Confusão geral. Os três cantando ó sole mio em italiano, com ritmo de samba. O diretor tenta sorrir e organizar a reunião.
— Carnaval!!! — gritam eles em festa, afrouxando a gravata.
— Pelo amor de Deus, Marta! O intérprete!
— Não consigo encontrá-lo, senhor. — Diz a secretária enquanto tenta ligar para outro telefone.
— Encontre alguém que fale francês, urgente. Deve haver alguém nessa empresa que fale francês!!!
— O senhor demitiu todos por causa do salário.
— Era o que me faltava, pagar altos salários a alguém só porque fala outra língua! Ache alguém!
— O accounting manager! Eu ví na ficha de admissão dele! — grita ela, eufórica.
— Chame-o já! — vira-se para os investidores e berra feliz — O “menage” vai falar com vocês...”me-na-ge”!
Os três se olham incrédulos e surpresos.
— Menage a trois!? — perguntam.
— “Uí! Uí!” — responde o diretor com seu francês horrível.
Os três agarram a secretária e começam a lhe arrancar as roupas. O gerente contábil chega correndo e pára estupefato, plantando-se à porta. O diretor o pega pelos ombros:
— Graças a Deus, você chegou! Você fala francês, não é?
— Eu!? Nem uma palavra!
— Mas a sua ficha no computador diz que fala!

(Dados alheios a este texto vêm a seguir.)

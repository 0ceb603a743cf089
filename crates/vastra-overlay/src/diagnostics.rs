//! Per-frame diagnostics: timing and metrics for each overlay stage.
//!
//! Collected by
//! [`OverlayEngine::process_frame_with_diagnostics`](crate::OverlayEngine::process_frame_with_diagnostics)
//! for tuning and for the bench CLI. The core never reads the system
//! clock directly; callers pass a [`Clock`]. [`WebClock`] is backed by
//! the `web-time` crate, which uses `performance.now()` on WASM and
//! `std::time::Instant` on native.
//!
//! Durations are serialized as fractional seconds (`f64`) for JSON
//! compatibility, since `std::time::Duration` does not implement serde
//! traits.

use std::time::Duration;

use serde::{Deserialize, Serialize};

use crate::garment::GarmentVariant;

/// Serde support for `std::time::Duration` as fractional seconds.
mod duration_serde {
    use std::time::Duration;

    use serde::{Deserialize, Deserializer, Serialize, Serializer};

    /// Serialize a `Duration` as fractional seconds (`f64`).
    pub fn serialize<S: Serializer>(duration: &Duration, serializer: S) -> Result<S::Ok, S::Error> {
        duration.as_secs_f64().serialize(serializer)
    }

    /// Deserialize a `Duration` from fractional seconds (`f64`).
    pub fn deserialize<'de, D: Deserializer<'de>>(deserializer: D) -> Result<Duration, D::Error> {
        let secs = f64::deserialize(deserializer)?;
        Duration::try_from_secs_f64(secs).map_err(|_| {
            serde::de::Error::custom(
                "duration seconds must be finite, non-negative, and representable as a Duration",
            )
        })
    }
}

/// A monotonic time source.
pub trait Clock {
    /// Opaque point in time.
    type Instant;

    /// The current instant.
    fn now(&self) -> Self::Instant;

    /// Time elapsed since `since`.
    fn elapsed(&self, since: &Self::Instant) -> Duration;
}

/// [`Clock`] backed by [`web_time::Instant`].
#[derive(Debug, Clone, Copy, Default)]
pub struct WebClock;

impl Clock for WebClock {
    type Instant = web_time::Instant;

    fn now(&self) -> web_time::Instant {
        web_time::Instant::now()
    }

    fn elapsed(&self, since: &web_time::Instant) -> Duration {
        since.elapsed()
    }
}

/// Diagnostics collected from one processed frame.
///
/// Stages after pose gating are `None` when the frame never reached
/// them (failed pose, or a frozen render served from the cache).
#[derive(Debug, Clone, Serialize, Deserialize)]
pub struct FrameDiagnostics {
    /// Landmark detection and pose sampling.
    pub detect: StageDiagnostics,
    /// Temporal stabilization and stability gating.
    pub stabilize: Option<StageDiagnostics>,
    /// Garment raster build (or cache lookup).
    pub garment: Option<StageDiagnostics>,
    /// Perspective warp into frame space.
    pub warp: Option<StageDiagnostics>,
    /// Alpha blend onto the frame.
    pub blend: Option<StageDiagnostics>,
    /// Total wall-clock duration of the frame (seconds).
    #[serde(with = "duration_serde")]
    pub total_duration: Duration,
    /// Outcome summary.
    pub summary: FrameSummary,
}

/// Diagnostics for a single stage.
#[derive(Debug, Clone, Serialize, Deserialize)]
pub struct StageDiagnostics {
    /// Wall-clock duration of this stage (seconds).
    #[serde(with = "duration_serde")]
    pub duration: Duration,
    /// Stage-specific metrics.
    pub metrics: StageMetrics,
}

/// Stage-specific metrics.
#[derive(Debug, Clone, Serialize, Deserialize)]
pub enum StageMetrics {
    /// Landmark detection and sampling.
    Detect {
        /// Keypoints the landmark source reported.
        keypoint_count: usize,
        /// Raw (unsmoothed) confidence, 0 when sampling failed.
        raw_confidence: f64,
    },
    /// Stabilization and gating.
    Stabilize {
        /// Samples in the stabilizer history after this push.
        history_len: usize,
        /// Confidence after smoothing.
        smoothed_confidence: f64,
        /// Whether the gate froze on the last stable pose.
        frozen: bool,
    },
    /// Garment raster.
    Garment {
        /// Silhouette drawn.
        variant: GarmentVariant,
        /// Raster width in pixels.
        width: u32,
        /// Raster height in pixels.
        height: u32,
    },
    /// Perspective warp.
    Warp {
        /// Rotation compensation applied, in radians.
        rotation: f64,
        /// Frame pixels with non-zero garment alpha.
        covered_pixel_count: u64,
    },
    /// Alpha blend.
    Blend {
        /// Frame width in pixels.
        width: u32,
        /// Frame height in pixels.
        height: u32,
    },
}

/// High-level outcome of the frame.
#[derive(Debug, Clone, Serialize, Deserialize)]
pub struct FrameSummary {
    /// Frame width in pixels.
    pub frame_width: u32,
    /// Frame height in pixels.
    pub frame_height: u32,
    /// Total pixel count.
    pub pixel_count: u64,
    /// Whether an overlay (live or frozen) was produced.
    pub success: bool,
    /// Whether the output was served from the freeze cache.
    pub frozen: bool,
    /// Confidence reported in the status.
    pub confidence: f64,
}

impl FrameDiagnostics {
    /// Format diagnostics as a human-readable report.
    #[must_use]
    pub fn report(&self) -> String {
        let mut lines = Vec::new();

        lines.push(format!("Frame Diagnostics Report\n{}", "=".repeat(60)));
        lines.push(format!(
            "Frame: {}x{} ({} pixels)",
            self.summary.frame_width, self.summary.frame_height, self.summary.pixel_count,
        ));
        lines.push(format!(
            "Total duration: {:.3}ms",
            duration_ms(self.total_duration),
        ));
        lines.push(String::new());

        lines.push(format!(
            "{:<24} {:>10} {:>10}  {}",
            "Stage", "Duration", "% Total", "Details"
        ));
        lines.push("-".repeat(80));

        let total_ms = duration_ms(self.total_duration);
        for (name, diag) in self.stages() {
            let ms = duration_ms(diag.duration);
            let pct = if total_ms > 0.0 {
                ms / total_ms * 100.0
            } else {
                0.0
            };
            let details = format_metrics(&diag.metrics);
            lines.push(format!("{name:<24} {ms:>8.3}ms {pct:>9.1}%  {details}"));
        }

        lines.push(String::new());
        lines.push(format!(
            "Success: {}  |  Frozen: {}  |  Confidence: {:.3}",
            self.summary.success, self.summary.frozen, self.summary.confidence,
        ));

        lines.join("\n")
    }

    /// The stages that ran, in pipeline order.
    #[must_use]
    pub fn stages(&self) -> Vec<(&'static str, &StageDiagnostics)> {
        let mut stages = vec![("Detect", &self.detect)];
        for (name, stage) in [
            ("Stabilize", &self.stabilize),
            ("Garment", &self.garment),
            ("Warp", &self.warp),
            ("Blend", &self.blend),
        ] {
            if let Some(diag) = stage {
                stages.push((name, diag));
            }
        }
        stages
    }
}

/// Convert a `Duration` to milliseconds as `f64`.
pub fn duration_ms(d: Duration) -> f64 {
    d.as_secs_f64() * 1000.0
}

/// Format stage metrics into a compact detail string.
fn format_metrics(metrics: &StageMetrics) -> String {
    match metrics {
        StageMetrics::Detect {
            keypoint_count,
            raw_confidence,
        } => format!("{keypoint_count} keypoints, confidence={raw_confidence:.3}"),
        StageMetrics::Stabilize {
            history_len,
            smoothed_confidence,
            frozen,
        } => {
            let state = if *frozen { "frozen" } else { "live" };
            format!("history={history_len} smoothed={smoothed_confidence:.3} {state}")
        }
        StageMetrics::Garment {
            variant,
            width,
            height,
        } => format!("{variant} {width}x{height}"),
        StageMetrics::Warp {
            rotation,
            covered_pixel_count,
        } => format!(
            "rotation={:.1}deg covered={covered_pixel_count}",
            rotation.to_degrees()
        ),
        StageMetrics::Blend { width, height } => format!("{width}x{height}"),
    }
}
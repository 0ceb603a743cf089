//! Engine configuration.

use serde::{Deserialize, Serialize};

use crate::types::OverlayError;

/// Tunables for pose stabilization and garment compositing.
///
/// All parameters have defaults matching the behaviour the overlay was
/// calibrated with. [`OverlayEngine::new`](crate::OverlayEngine::new)
/// rejects configurations that fail [`validate`](Self::validate).
#[derive(Debug, Clone, PartialEq, Serialize, Deserialize)]
#[serde(default)]
pub struct OverlayConfig {
    /// Stabilized confidence at or above which a frame passes the
    /// stability gate.
    pub confidence_threshold: f64,

    /// Capacity of the stabilizer's rolling history.
    pub history_capacity: usize,

    /// Number of most recent samples averaged per push. Must not exceed
    /// `history_capacity`.
    pub smoothing_window: usize,

    /// Shoulder distance in pixels that maps to a depth scale of 1.0.
    pub baseline_shoulder_px: f64,

    /// Shoulder tilt magnitude (radians) above which the garment is
    /// rotated to follow the shoulder line.
    pub tilt_threshold: f64,

    /// Garment top width as a multiple of the shoulder distance.
    pub width_allowance: f64,

    /// Garment bottom width as a multiple of the top width.
    pub hem_flare: f64,

    /// Fraction of the garment height placed above the shoulder line.
    pub top_margin: f64,

    /// Gaussian sigma used to soften garment edges before warping.
    /// Zero disables the blur.
    pub edge_blur_sigma: f32,

    /// Consecutive frozen frames after which a session drops its stable
    /// state. `None` freezes until a stable frame returns.
    pub max_frozen_frames: Option<u32>,

    /// Number of garment rasters kept in the shared cache. Zero disables
    /// caching.
    pub garment_cache_capacity: usize,

    /// Largest garment raster side built, in pixels. Larger garments are
    /// rendered from a downscaled raster.
    pub max_garment_dimension: u32,
}

impl OverlayConfig {
    /// Default stability gate threshold.
    pub const DEFAULT_CONFIDENCE_THRESHOLD: f64 = 0.60;
    /// Default stabilizer history capacity.
    pub const DEFAULT_HISTORY_CAPACITY: usize = 5;
    /// Default moving-average window.
    pub const DEFAULT_SMOOTHING_WINDOW: usize = 3;
    /// Default depth calibration baseline (pixels).
    pub const DEFAULT_BASELINE_SHOULDER_PX: f64 = 200.0;
    /// Default rotation compensation threshold (radians).
    pub const DEFAULT_TILT_THRESHOLD: f64 = 0.1;
    /// Default top-width allowance beyond the shoulder span.
    pub const DEFAULT_WIDTH_ALLOWANCE: f64 = 1.2;
    /// Default hem flare.
    pub const DEFAULT_HEM_FLARE: f64 = 1.1;
    /// Default share of the garment height above the shoulder line.
    pub const DEFAULT_TOP_MARGIN: f64 = 0.1;
    /// Default edge blur sigma (the sigma of a 5x5 Gaussian kernel).
    pub const DEFAULT_EDGE_BLUR_SIGMA: f32 = 1.1;
    /// Default garment cache capacity.
    pub const DEFAULT_GARMENT_CACHE_CAPACITY: usize = 32;
    /// Default maximum garment raster side.
    pub const DEFAULT_MAX_GARMENT_DIMENSION: u32 = 4096;

    /// Check every field against its valid range.
    ///
    /// # Errors
    ///
    /// Returns [`OverlayError::InvalidConfig`] naming the first field
    /// that is out of range.
    pub fn validate(&self) -> Result<(), OverlayError> {
        let invalid = |msg: String| Err(OverlayError::InvalidConfig(msg));

        if !(0.0..=1.0).contains(&self.confidence_threshold) {
            return invalid(format!(
                "confidence_threshold must be in [0, 1], got {}",
                self.confidence_threshold
            ));
        }
        if self.history_capacity == 0 {
            return invalid("history_capacity must be at least 1".to_string());
        }
        if self.smoothing_window == 0 || self.smoothing_window > self.history_capacity {
            return invalid(format!(
                "smoothing_window must be in 1..={}, got {}",
                self.history_capacity, self.smoothing_window
            ));
        }
        if !(self.baseline_shoulder_px.is_finite() && self.baseline_shoulder_px > 0.0) {
            return invalid(format!(
                "baseline_shoulder_px must be positive, got {}",
                self.baseline_shoulder_px
            ));
        }
        if !(self.tilt_threshold.is_finite() && self.tilt_threshold >= 0.0) {
            return invalid(format!(
                "tilt_threshold must be non-negative, got {}",
                self.tilt_threshold
            ));
        }
        for (name, value) in [
            ("width_allowance", self.width_allowance),
            ("hem_flare", self.hem_flare),
        ] {
            if !(value.is_finite() && value > 0.0) {
                return invalid(format!("{name} must be positive, got {value}"));
            }
        }
        if !(0.0..1.0).contains(&self.top_margin) {
            return invalid(format!(
                "top_margin must be in [0, 1), got {}",
                self.top_margin
            ));
        }
        if !(self.edge_blur_sigma.is_finite() && self.edge_blur_sigma >= 0.0) {
            return invalid(format!(
                "edge_blur_sigma must be non-negative, got {}",
                self.edge_blur_sigma
            ));
        }
        if self.max_frozen_frames == Some(0) {
            return invalid("max_frozen_frames must be at least 1 when set".to_string());
        }
        if self.max_garment_dimension == 0 {
            return invalid("max_garment_dimension must be at least 1".to_string());
        }
        Ok(())
    }
}

impl Default for OverlayConfig {
    fn default() -> Self {
        Self {
            confidence_threshold: Self::DEFAULT_CONFIDENCE_THRESHOLD,
            history_capacity: Self::DEFAULT_HISTORY_CAPACITY,
            smoothing_window: Self::DEFAULT_SMOOTHING_WINDOW,
            baseline_shoulder_px: Self::DEFAULT_BASELINE_SHOULDER_PX,
            tilt_threshold: Self::DEFAULT_TILT_THRESHOLD,
            width_allowance: Self::DEFAULT_WIDTH_ALLOWANCE,
            hem_flare: Self::DEFAULT_HEM_FLARE,
            top_margin: Self::DEFAULT_TOP_MARGIN,
            edge_blur_sigma: Self::DEFAULT_EDGE_BLUR_SIGMA,
            max_frozen_frames: None,
            garment_cache_capacity: Self::DEFAULT_GARMENT_CACHE_CAPACITY,
            max_garment_dimension: Self::DEFAULT_MAX_GARMENT_DIMENSION,
        }
    }
}

#[cfg(test)]
#[allow(clippy::unwrap_used)]
mod tests {
    use super::*;

    #[test]
    fn defaults_are_valid() {
        let config = OverlayConfig::default();
        assert!(config.validate().is_ok());
        assert!((config.confidence_threshold - 0.60).abs() < f64::EPSILON);
        assert_eq!(config.history_capacity, 5);
        assert_eq!(config.smoothing_window, 3);
        assert!((config.baseline_shoulder_px - 200.0).abs() < f64::EPSILON);
        assert!(config.max_frozen_frames.is_none());
    }

    #[test]
    fn window_larger_than_history_is_rejected() {
        let config = OverlayConfig {
            smoothing_window: 6,
            ..OverlayConfig::default()
        };
        assert!(matches!(
            config.validate(),
            Err(OverlayError::InvalidConfig(msg)) if msg.contains("smoothing_window")
        ));
    }

    #[test]
    fn out_of_range_threshold_is_rejected() {
        let config = OverlayConfig {
            confidence_threshold: 1.5,
            ..OverlayConfig::default()
        };
        assert!(config.validate().is_err());
    }

    #[test]
    fn zero_freeze_timeout_is_rejected() {
        let config = OverlayConfig {
            max_frozen_frames: Some(0),
            ..OverlayConfig::default()
        };
        assert!(config.validate().is_err());
    }

    #[test]
    fn partial_json_fills_defaults() {
        let config: OverlayConfig =
            serde_json::from_str(r#"{"confidence_threshold": 0.7, "max_frozen_frames": 30}"#)
                .unwrap();
        assert!((config.confidence_threshold - 0.7).abs() < f64::EPSILON);
        assert_eq!(config.max_frozen_frames, Some(30));
        assert_eq!(config.history_capacity, OverlayConfig::DEFAULT_HISTORY_CAPACITY);
    }
}
/// Status half of [`CompositeFrame`].
#[derive(Debug, Clone, PartialEq, Serialize, Deserialize)]
pub struct OverlayStatus {
    /// Whether the image carries an overlay (live or frozen).
    pub success: bool,
    /// Confidence of the pose this call was given.
    pub confidence: f64,
    /// Whether the image is the session's last stable render.
    pub frozen: bool,
    /// The garment drawn, when the variant was valid.
    pub outfit_type: Option<GarmentVariant>,
    /// Failure description, or the render error a frozen frame
    /// recovered from.
    pub error: Option<String>,
}

/// Output of [`OverlayEngine::apply_clothing`].
#[derive(Debug, Clone, PartialEq)]
pub struct CompositeFrame {
    /// The composited frame, a frozen render, or the unchanged input.
    pub image: RgbaImage,
    /// What happened.
    pub status: OverlayStatus,
}

impl CompositeFrame {
    fn failure(frame: &RgbaImage, error: &str, outfit_type: Option<GarmentVariant>) -> Self {
        Self {
            image: frame.clone(),
            status: OverlayStatus {
                success: false,
                confidence: 0.0,
                frozen: false,
                outfit_type,
                error: Some(error.to_string()),
            },
        }
    }

    fn frozen(
        render: &RgbaImage,
        confidence: f64,
        outfit_type: GarmentVariant,
        error: Option<String>,
    ) -> Self {
        Self {
            image: render.clone(),
            status: OverlayStatus {
                success: true,
                confidence,
                frozen: true,
                outfit_type: Some(outfit_type),
                error,
            },
        }
    }
}

/// Stage timings gathered while processing one frame.
#[derive(Debug, Default)]
struct Trace {
    stabilize: Option<StageDiagnostics>,
    garment: Option<StageDiagnostics>,
    warp: Option<StageDiagnostics>,
    blend: Option<StageDiagnostics>,
}

/// Pose stabilization and garment compositing engine.
///
/// Cheap to share: `&OverlayEngine` may be used from many threads at
/// once as long as each thread drives its own sessions and the landmark
/// source is `Sync`.
#[derive(Debug)]
pub struct OverlayEngine<S> {
    source: S,
    config: OverlayConfig,
    sampler: PoseSampler,
    gate: StabilityGate,
    garments: GarmentCache,
}
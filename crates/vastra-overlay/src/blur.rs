//! Edge softening for garment rasters.
//!
//! Wraps [`imageproc::filter::gaussian_blur_f32`]. A garment raster is a
//! single flat colour with a coverage mask in the alpha channel, so only
//! the alpha channel needs blurring: blurring the colour channels too
//! would pull the transparent black surround into the edge and darken
//! it.

use image::GrayImage;

use crate::types::RgbaImage;

/// Apply Gaussian blur to a single-channel image.
///
/// Non-positive sigma values return the image unchanged, since
/// `imageproc`'s underlying function panics on `sigma <= 0.0`.
#[must_use = "returns the blurred image"]
pub fn gaussian_blur(image: &GrayImage, sigma: f32) -> GrayImage {
    if sigma <= 0.0 {
        return image.clone();
    }

    imageproc::filter::gaussian_blur_f32(image, sigma)
}

/// Blur the alpha channel of `image` in place, leaving RGB untouched.
///
/// Non-positive sigma values and empty images are a no-op.
pub fn soften_alpha(image: &mut RgbaImage, sigma: f32) {
    let (w, h) = image.dimensions();
    if sigma <= 0.0 || w == 0 || h == 0 {
        return;
    }

    let alpha = GrayImage::from_fn(w, h, |x, y| image::Luma([image.get_pixel(x, y).0[3]]));
    let blurred = gaussian_blur(&alpha, sigma);

    for (dst, src) in image.pixels_mut().zip(blurred.pixels()) {
        dst.0[3] = src.0[0];
    }
}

— Então, o computador mentiu.
— Computadores não mentem!
— Ah! Bem, então eu que menti.
— Tá demitido!
Os investidores estão rolando no chão com a secretária. Ela tenta se desvencilhar, só de calcinha e soutien. O gerente da contabilidade continua ali em pé, à porta, assistindo. O diretor o vê e aponta a fechadura da porta do escritório:
— Tranque! Tranque! Chaves! Chaves!
Os três param de bolinar a secretária repentinamente, como se lembrassem de algo. Olham-se por instantes e gritam ao mesmo tempo:
— Cháves!!! — levantam-se apressados, ajeitando as roupas.
Pegam as pastas e saem correndo.
— Venezuela! Venezuela! — gritam pelos corredores.
O diretor suspira:
— Maldita globalização. Lá vão eles investir na Venezuela.
Da janela ainda pôde ver os três lá embaixo, na calçada. Um imitando um gorila. Outro baixando e levantando os braços, como se batesse asas. O terceiro rastejanto na calçada, como um jacaré. Enquanto isso, o motorista do táxi tentava explicar aos gritos:
— Eu falei ”uma zona! O trânsito está uma zona”!
— Amazônia!!! — gritavam os três imitando animais.
Bem que o diretor achara aqueles franceses muito esquisitos:
— Olhinhos puxados, aquela mania de inclinar a cabeça e dizer arigatô cada vez que a gente fala... — murmurou.